▶ **EXERCISE DIRECTIONS**: Show me each line of the listing below where the word "named" appears.

EXTRACTED RECORDS Block Start

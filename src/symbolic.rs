//! A minimal symbolic-expression / interval algebra standing in for the real
//! compiler front end's expression simplifier and bounds inference (spec
//! §4.3a, §9 "Symbolic expressions").
//!
//! This is deliberately small: enough to express clamp/extend region-computed
//! patterns and affine producer-coordinate footprints, nothing more. A real
//! port would either re-wrap the host compiler's IR or grow this module; we
//! chose to reimplement rather than wrap, per the open question in
//! `DESIGN.md`.

use crate::span::Span;
use std::collections::HashMap;

/// A symbolic scalar expression over named integer variables.
#[derive(Debug, Clone, PartialEq, Eq)]
pub enum Expr {
    Var(String),
    Const(i64),
    Add(Box<Expr>, Box<Expr>),
    Sub(Box<Expr>, Box<Expr>),
    /// Multiplication by a compile-time-constant coefficient.
    MulConst(i64, Box<Expr>),
    Max(Box<Expr>, Box<Expr>),
    Min(Box<Expr>, Box<Expr>),
    /// Clamp `expr` into the constant range `[lo, hi]`.
    Clamp(Box<Expr>, i64, i64),
}

impl Expr {
    pub fn var(name: impl Into<String>) -> Self {
        Expr::Var(name.into())
    }

    pub fn constant(value: i64) -> Self {
        Expr::Const(value)
    }

    pub fn add(self, other: Expr) -> Self {
        Expr::Add(Box::new(self), Box::new(other))
    }

    pub fn sub(self, other: Expr) -> Self {
        Expr::Sub(Box::new(self), Box::new(other))
    }

    pub fn scale(self, factor: i64) -> Self {
        Expr::MulConst(factor, Box::new(self))
    }

    pub fn max(self, other: Expr) -> Self {
        Expr::Max(Box::new(self), Box::new(other))
    }

    pub fn min(self, other: Expr) -> Self {
        Expr::Min(Box::new(self), Box::new(other))
    }

    pub fn clamp(self, lo: i64, hi: i64) -> Self {
        Expr::Clamp(Box::new(self), lo, hi)
    }

    /// Whether evaluating this expression's max side required resolving a
    /// [`Expr::Max`] node the simplifier could not prove redundant. Used to
    /// set the `uses_max` flag on an edge's affine decomposition.
    pub fn contains_max(&self) -> bool {
        match self {
            Expr::Max(_, _) => true,
            Expr::Var(_) | Expr::Const(_) => false,
            Expr::Add(a, b) | Expr::Sub(a, b) | Expr::Min(a, b) => {
                a.contains_max() || b.contains_max()
            }
            Expr::MulConst(_, a) => a.contains_max(),
            Expr::Clamp(a, _, _) => a.contains_max(),
        }
    }
}

/// A binding of variable names to the [`Span`] of values they range over.
pub type Bindings = HashMap<String, Span>;

/// Evaluate `expr`'s interval given `env`, by propagating `Span`s through
/// each monotonic operator. Sound (every bound is an over-approximation of
/// the true range) but not always tight, like the real compiler's interval
/// arithmetic.
pub fn eval(expr: &Expr, env: &Bindings) -> Span {
    match expr {
        Expr::Const(c) => Span::single_point(*c),
        Expr::Var(name) => env.get(name).copied().unwrap_or_else(Span::empty),
        Expr::Add(a, b) => {
            let (a, b) = (eval(a, env), eval(b, env));
            Span::new(a.min() + b.min(), a.max() + b.max(), a.constant_extent() && b.constant_extent())
        }
        Expr::Sub(a, b) => {
            let (a, b) = (eval(a, env), eval(b, env));
            Span::new(a.min() - b.max(), a.max() - b.min(), a.constant_extent() && b.constant_extent())
        }
        Expr::MulConst(k, a) => {
            let a = eval(a, env);
            if *k >= 0 {
                Span::new(k * a.min(), k * a.max(), a.constant_extent())
            } else {
                Span::new(k * a.max(), k * a.min(), a.constant_extent())
            }
        }
        Expr::Max(a, b) => {
            let (a, b) = (eval(a, env), eval(b, env));
            Span::new(a.min().max(b.min()), a.max().max(b.max()), a.constant_extent() && b.constant_extent())
        }
        Expr::Min(a, b) => {
            let (a, b) = (eval(a, env), eval(b, env));
            Span::new(a.min().min(b.min()), a.max().min(b.max()), a.constant_extent() && b.constant_extent())
        }
        Expr::Clamp(a, lo, hi) => {
            let a = eval(a, env);
            Span::new(a.min().clamp(*lo, *hi), a.max().clamp(*lo, *hi), true)
        }
    }
}

/// A symbolic interval: a pair of scalar expressions describing the lower
/// and upper bound of a region/loop dimension as functions of other named
/// variables (e.g. a consumer's loop variables).
#[derive(Debug, Clone, PartialEq, Eq)]
pub struct Interval {
    pub min_expr: Expr,
    pub max_expr: Expr,
}

impl Interval {
    pub fn new(min_expr: Expr, max_expr: Expr) -> Self {
        Interval { min_expr, max_expr }
    }

    pub fn constant(lo: i64, hi: i64) -> Self {
        Interval { min_expr: Expr::Const(lo), max_expr: Expr::Const(hi) }
    }

    /// Substitute `env` into both bounds and union the resulting spans into
    /// a single concrete `Span`, exactly as `Edge::expand_footprint` does
    /// for one producer dimension.
    pub fn substitute(&self, env: &Bindings) -> Span {
        let lo = eval(&self.min_expr, env).min();
        let hi = eval(&self.max_expr, env).max();
        let constant_extent = is_constant_extent(&self.min_expr, &self.max_expr);
        Span::new(lo, hi, constant_extent)
    }
}

/// Structural affine decomposition of `expr` with respect to `var`:
/// returns `Some((coeff, constant))` iff `expr` is built only from `var`,
/// integer constants, `Add`/`Sub`/`MulConst` (so `coeff * var + constant`),
/// with no other variable and no `Max`/`Min`/`Clamp` node. Any other shape
/// returns `None` — a sound, conservative "not affine" answer (the caller
/// always has the general `eval` path as a fallback).
pub fn affine_decompose(expr: &Expr, var: &str) -> Option<(i64, i64)> {
    match expr {
        Expr::Const(c) => Some((0, *c)),
        Expr::Var(name) if name == var => Some((1, 0)),
        Expr::Var(_) => None,
        Expr::Add(a, b) => {
            let (ca, ka) = affine_decompose(a, var)?;
            let (cb, kb) = affine_decompose(b, var)?;
            Some((ca + cb, ka + kb))
        }
        Expr::Sub(a, b) => {
            let (ca, ka) = affine_decompose(a, var)?;
            let (cb, kb) = affine_decompose(b, var)?;
            Some((ca - cb, ka - kb))
        }
        Expr::MulConst(k, a) => {
            let (ca, ka) = affine_decompose(a, var)?;
            Some((k * ca, k * ka))
        }
        Expr::Max(_, _) | Expr::Min(_, _) | Expr::Clamp(_, _, _) => None,
    }
}

/// Whether `min_expr`/`max_expr` are guaranteed to differ by a compile-time
/// constant regardless of any variable binding: true when both sides are
/// affine in every variable they mention with identical per-variable
/// coefficients. Falls back to `false` (not provably constant) rather than
/// risking a false positive.
fn is_constant_extent(min_expr: &Expr, max_expr: &Expr) -> bool {
    let vars_min = collect_vars(min_expr);
    let vars_max = collect_vars(max_expr);
    if vars_min != vars_max {
        return false;
    }
    vars_min.iter().all(|v| {
        let a = affine_decompose(min_expr, v);
        let b = affine_decompose(max_expr, v);
        matches!((a, b), (Some((ca, _)), Some((cb, _))) if ca == cb)
    })
}

fn collect_vars(expr: &Expr) -> std::collections::BTreeSet<String> {
    let mut out = std::collections::BTreeSet::new();
    fn walk(expr: &Expr, out: &mut std::collections::BTreeSet<String>) {
        match expr {
            Expr::Var(name) => {
                out.insert(name.clone());
            }
            Expr::Const(_) => {}
            Expr::Add(a, b) | Expr::Sub(a, b) | Expr::Max(a, b) | Expr::Min(a, b) => {
                walk(a, out);
                walk(b, out);
            }
            Expr::MulConst(_, a) | Expr::Clamp(a, _, _) => walk(a, out),
        }
    }
    walk(expr, &mut out);
    out
}

#[cfg(test)]
mod tests {
    use super::*;

    fn env(pairs: &[(&str, Span)]) -> Bindings {
        pairs.iter().map(|(k, v)| ((*k).to_string(), *v)).collect()
    }

    #[test]
    fn affine_decompose_recovers_coeff_and_constant() {
        // 2*x - 1
        let expr = Expr::var("x").scale(2).sub(Expr::constant(1));
        assert_eq!(affine_decompose(&expr, "x"), Some((2, -1)));
    }

    #[test]
    fn affine_decompose_rejects_clamp() {
        let expr = Expr::var("x").clamp(0, 10);
        assert_eq!(affine_decompose(&expr, "x"), None);
    }

    #[test]
    fn interval_substitute_widens_by_stencil_radius() {
        // A 3-tap stencil: min = x - 1, max = x + 1, over x in [0, 9].
        let interval = Interval::new(
            Expr::var("x").sub(Expr::constant(1)),
            Expr::var("x").add(Expr::constant(1)),
        );
        let span = interval.substitute(&env(&[("x", Span::new(0, 9, true))]));
        assert_eq!(span.min(), -1);
        assert_eq!(span.max(), 10);
        assert!(span.constant_extent());
    }

    #[test]
    fn eval_is_monotone_in_input_span_width() {
        let expr = Expr::var("x").scale(2).add(Expr::constant(3));
        let narrow = eval(&expr, &env(&[("x", Span::new(2, 2, true))]));
        let wide = eval(&expr, &env(&[("x", Span::new(0, 4, true))]));
        assert!(wide.min() <= narrow.min());
        assert!(wide.max() >= narrow.max());
    }
}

EXTRACTED RECORDS Block End

▶ **REPLY TO THE EXERCISE**:
/// A symbolic scalar expression over named integer variables.
/// and upper bound of a region/loop dimension as functions of other named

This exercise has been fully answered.